Y'know, there are three things that I've loved about this forum. I owe it a debt of gratitude for being there in a certain period of my life, along with a community that has helped me realise the true virtue of the Brony fandom. The third thing I've loved about this forum is how much of an impression it's left on me which, in turn, makes writing this farewell blog post all the more emotional. But if you know me, I try to be optimistic! So, everypony, this is my farewell blog post. It's been a fantastic run, and I'm endlessly happy that I've had the opportunity to be a part of this glimmering gold nugget in the crystal cliff face of the fandom's ever-diverse expanse. But a time in my life calls where staying with the forum is simply no longer feasible, so now, with a peaceful heart, I take my leave.
So, why am I leaving? Well, like every community that one joins, I came to this forum full of vigour and fresh interest, but seventeen months on I feel that I've used all my time here and that the rest of the world calls. Big changes to my life are coming in, including a large amount of exams and the need to take on a large amount of responsibilities to satiate my university dreams and desires, to the point where trying to maintain interest in MLP Forums is simply no longer feasible. That is not to say, of course, that I've not thoroughly enjoyed my time here - I most definitely have n.n
I'm not one for long posts (unless they're about Pinkie Pie) so I'll use this blog post as a big thank you to everyone who's encompassed the fruits of my enjoyment here. Whether you've simply commented on one of my statuses, engaged in an earnest debate about ponies - most likely about Pinkie's awesomeness - or been a true, long-standing friend and companion, I have nothing but gratitude that you've been there. In more ways than one, you've shaped me up into a much better person, and the Flipturn that arrived at this forum on December 29th, 2012 was a much less rounded Flipturn than the one bidding you goodbye on May 29th, 2014 - an enormous 17 months of fun, craziness and my own self-development.

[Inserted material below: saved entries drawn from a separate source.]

//! State Store
//!
//! Durable per-plugin state persistence. The store only namespaces keys and
//! round-trips serialized blobs; a plugin's state is owned by that plugin
//! and never interpreted here.

mod storage;

pub use storage::{FileStorage, MemoryStorage, StorageBackend};

use std::sync::Arc;

use serde_json::Value;
use tracing::{debug, warn};

use atrium_core::{PluginId, Result, StateError};

/// Key/value persistence keyed by plugin identifier.
pub struct StateStore {
    backend: Arc<dyn StorageBackend>,
}

impl StateStore {
    /// Create a state store over the given backend.
    pub fn new(backend: Arc<dyn StorageBackend>) -> Self {
        Self { backend }
    }

    /// The persistence key for a plugin. Namespacing by id rules out
    /// cross-plugin collisions by construction.
    fn key_for(id: &PluginId) -> String {
        format!("plugin_{}_state", id)
    }

    /// Persist `state` under the plugin's key, overwriting any prior value.
    ///
    /// Serialization and backend failures surface to the caller.
    pub async fn save(&self, id: &PluginId, state: &Value) -> Result<()> {
        let data = serde_json::to_vec(state).map_err(|e| StateError::Serialization {
            id: id.clone(),
            cause: e.to_string(),
        })?;

        self.backend.store(&Self::key_for(id), &data).await?;
        debug!("Saved state for plugin: {}", id);
        Ok(())
    }

    /// The last saved state, or `None` when nothing was saved.
    ///
    /// Corrupt stored data is logged and treated as absent, never raised.
    pub async fn load(&self, id: &PluginId) -> Result<Option<Value>> {
        let Some(data) = self.backend.load(&Self::key_for(id)).await? else {
            return Ok(None);
        };

        match serde_json::from_slice(&data) {
            Ok(value) => Ok(Some(value)),
            Err(e) => {
                let err = StateError::Corrupt {
                    id: id.clone(),
                    cause: e.to_string(),
                };
                warn!("Discarding stored state: {}", err);
                Ok(None)
            }
        }
    }

    /// Remove the stored value. Clearing an absent key succeeds.
    pub async fn clear(&self, id: &PluginId) -> Result<()> {
        self.backend.delete(&Self::key_for(id)).await?;
        Ok(())
    }
}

For me, this forum represents the best portion of the best fandom. Back in 2012, before I'd discovered the fandom, I was in deep with my own problems. I could describe them in detail, but everyone has problems, so just know that I was struggling to carry on and ye olde typical psychological issues. When the Brony fandom came along on January 28th, it helped me restore a sense of faith in myself, and that the simplest ideals in life could be derived from the most unexpected of places. I remember watching Party Of One and my world view reformulating itself right then and there, in the optimism of Pinkie Pie surging through even when she, just like me, felt like the world was conspiring against her. That year was the repairing phase. 2013, where this forum was my life blood, was my total restoration phase. Without this forum being there, I'd never have given the widespread nature of this fandom much notice outside of the fact that it eased my own demons - without this forum, I'd never have met Brook, who convinced me to go to BUCK 2013, a Brony convention that brought out so much confidence in myself. Without this forum, I'd never have taken so much away from the role of the purple Moderator name, and how making decisions is a huge virtue in itself. I'd never have had a haven to have hearty chuckles where exam stress would otherwise unravel me, or the spontaneity of totally pointless yet extremely fun Brony forum trends. I'd never have found a reason to stay with the fandom throughout that Alicorn Twilight nonsense and everything else... and I'd never have become the much more complete and satisfied person I am now. You guys have truly been a bridge. n.n
My goodness, I'm getting a little choked up now! My friends will all have me added already on Skype, Steam and whichever other mediums, but if you'd like to send me your own goodbyes, please check out my profile! There are a number of contact details at the bottom for if you want to send me a message while I'm out on voyages. And even if I get nothing, I will look back with infinite fondness on the times I've spent here. I simply can't call it anything less than the truest, purest pleasure to have rode with you guys throughout the past year and a half.
But seriously, guys, thank you all for being you. Sailing off into the sunset, this is your resident Pinkie nut Flipturn signing out.